* The task
Copy out the entries below exactly as they stand, but only from the line containing "use std::time::Duration;" through the line containing "assert_eq!(task.error_kind(), Some(ErrorKind::Cancelled));".

[Dataset entries]
use std::sync::Arc;
use std::sync::atomic::Ordering;
use std::time::Duration;

use serde_json::json;

use taskwarden::ErrorKind;
use taskwarden::error::PipelineError;
use taskwarden::pipeline::TaskStatus;
use taskwarden::security::ConfirmationDecision;

use crate::pipeline_harness::{
    Behavior, CountingTool, HarnessBuilder, ScriptedBroker, eventually, wait_for_status,
};

#[tokio::test]
async fn cancel_while_awaiting_confirmation() {
    let (shell, calls) = CountingTool::succeeding("shell_command", json!({"exit_code": 0}));
    let harness = HarnessBuilder::new()
        .tool(shell)
        .broker(ScriptedBroker::silent())
        .confirmation_timeout(Duration::from_secs(30))
        .plan("list files", r#"[{"tool": "shell_command", "args": {"command": "ls"}}]"#)
        .start();

    let coordinator = Arc::clone(harness.pipeline.coordinator());
    let task_id = coordinator.create_task("list files");
    let driver = {
        let coordinator = Arc::clone(&coordinator);
        tokio::spawn(async move { coordinator.drive(task_id).await })
    };

    assert!(eventually(wait_for_status(&harness, task_id, TaskStatus::AwaitingConfirmation)).await);
    coordinator.cancel(task_id).unwrap();

    let task = tokio::time::timeout(Duration::from_secs(5), driver)
        .await
        .expect("drive should return promptly after cancel")
        .unwrap()
        .unwrap();
    assert_eq!(task.status(), TaskStatus::Denied);
    assert_eq!(task.error_kind(), Some(ErrorKind::Cancelled));
    assert!(task.results().is_empty());
    assert_eq!(calls.load(Ordering::SeqCst), 0);

    let gate = Arc::clone(harness.pipeline.gate());
    assert!(eventually(|| gate.pending().is_empty()).await);

    // Terminal tasks stay terminal.
    assert!(matches!(
        coordinator.cancel(task_id),
        Err(PipelineError::NotCancellable { .. })
    ));
}

#[tokio::test]
async fn running_step_cannot_be_cancelled() {
    let (slow, calls) = CountingTool::with_behavior(
        "note_list",
        Behavior::SleepThenSucceed(Duration::from_millis(300), json!({"count": 0, "notes": []})),
    );
    let harness = HarnessBuilder::new()
        .tool(slow)
        .plan("list notes", r#"[{"tool": "note_list", "args": {}}]"#)
        .start();

    let coordinator = Arc::clone(harness.pipeline.coordinator());
    let task_id = coordinator.create_task("list notes");
    let driver = {
        let coordinator = Arc::clone(&coordinator);
        tokio::spawn(async move { coordinator.drive(task_id).await })
    };

    assert!(eventually(wait_for_status(&harness, task_id, TaskStatus::Executing)).await);
    let err = coordinator.cancel(task_id).unwrap_err();
    assert!(matches!(err, PipelineError::NotCancellable { .. }));

    let task = driver.await.unwrap().unwrap();
    assert_eq!(task.status(), TaskStatus::Completed);
    assert_eq!(calls.load(Ordering::SeqCst), 1);
}

#[tokio::test]
async fn cancel_unknown_task_is_not_found() {
    let harness = HarnessBuilder::new().start();
    let id = uuid::Uuid::new_v4();
    assert_eq!(
        harness.pipeline.coordinator().cancel(id),
        Err(PipelineError::TaskNotFound(id))
    );
}

#[tokio::test]
async fn tasks_progress_independently() {
    let (shell, shell_calls) = CountingTool::succeeding("shell_command", json!({"exit_code": 0}));
    let (notes, note_calls) = CountingTool::succeeding("note_list", json!({"count": 0, "notes": []}));
    let harness = HarnessBuilder::new()
        .tool(shell)
        .tool(notes)
        .broker(ScriptedBroker::silent())
        .confirmation_timeout(Duration::from_millis(600))
        .plan("risky", r#"[{"tool": "shell_command", "args": {"command": "ls"}}]"#)
        .plan("safe", r#"[{"tool": "note_list", "args": {}}]"#)
        .start();

    let coordinator = Arc::clone(harness.pipeline.coordinator());
    let risky = coordinator.create_task("risky");
    let risky_driver = {
        let coordinator = Arc::clone(&coordinator);
        tokio::spawn(async move { coordinator.drive(risky).await })
    };
    assert!(eventually(wait_for_status(&harness, risky, TaskStatus::AwaitingConfirmation)).await);

    let safe = coordinator.run("safe").await.unwrap();
    assert_eq!(safe.status(), TaskStatus::Completed);
    assert_eq!(note_calls.load(Ordering::SeqCst), 1);
    assert_eq!(
        coordinator.task(risky).unwrap().status(),
        TaskStatus::AwaitingConfirmation
    );

    let risky = risky_driver.await.unwrap().unwrap();
    assert_eq!(risky.status(), TaskStatus::Denied);
    assert_eq!(risky.error_kind(), Some(ErrorKind::ConfirmationExpired));
    assert_eq!(
        risky.confirmations()[0].decision(),
        ConfirmationDecision::Expired
    );
    assert_eq!(shell_calls.load(Ordering::SeqCst), 0);
}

* Task answer
use std::time::Duration;

use serde_json::json;

use taskwarden::ErrorKind;
use taskwarden::error::PipelineError;
use taskwarden::pipeline::TaskStatus;
use taskwarden::security::ConfirmationDecision;

use crate::pipeline_harness::{
    Behavior, CountingTool, HarnessBuilder, ScriptedBroker, eventually, wait_for_status,
};

#[tokio::test]
async fn cancel_while_awaiting_confirmation() {
    let (shell, calls) = CountingTool::succeeding("shell_command", json!({"exit_code": 0}));
    let harness = HarnessBuilder::new()
        .tool(shell)
        .broker(ScriptedBroker::silent())
        .confirmation_timeout(Duration::from_secs(30))
        .plan("list files", r#"[{"tool": "shell_command", "args": {"command": "ls"}}]"#)
        .start();

    let coordinator = Arc::clone(harness.pipeline.coordinator());
    let task_id = coordinator.create_task("list files");
    let driver = {
        let coordinator = Arc::clone(&coordinator);
        tokio::spawn(async move { coordinator.drive(task_id).await })
    };

    assert!(eventually(wait_for_status(&harness, task_id, TaskStatus::AwaitingConfirmation)).await);
    coordinator.cancel(task_id).unwrap();

    let task = tokio::time::timeout(Duration::from_secs(5), driver)
        .await
        .expect("drive should return promptly after cancel")
        .unwrap()
        .unwrap();
    assert_eq!(task.status(), TaskStatus::Denied);
    assert_eq!(task.error_kind(), Some(ErrorKind::Cancelled));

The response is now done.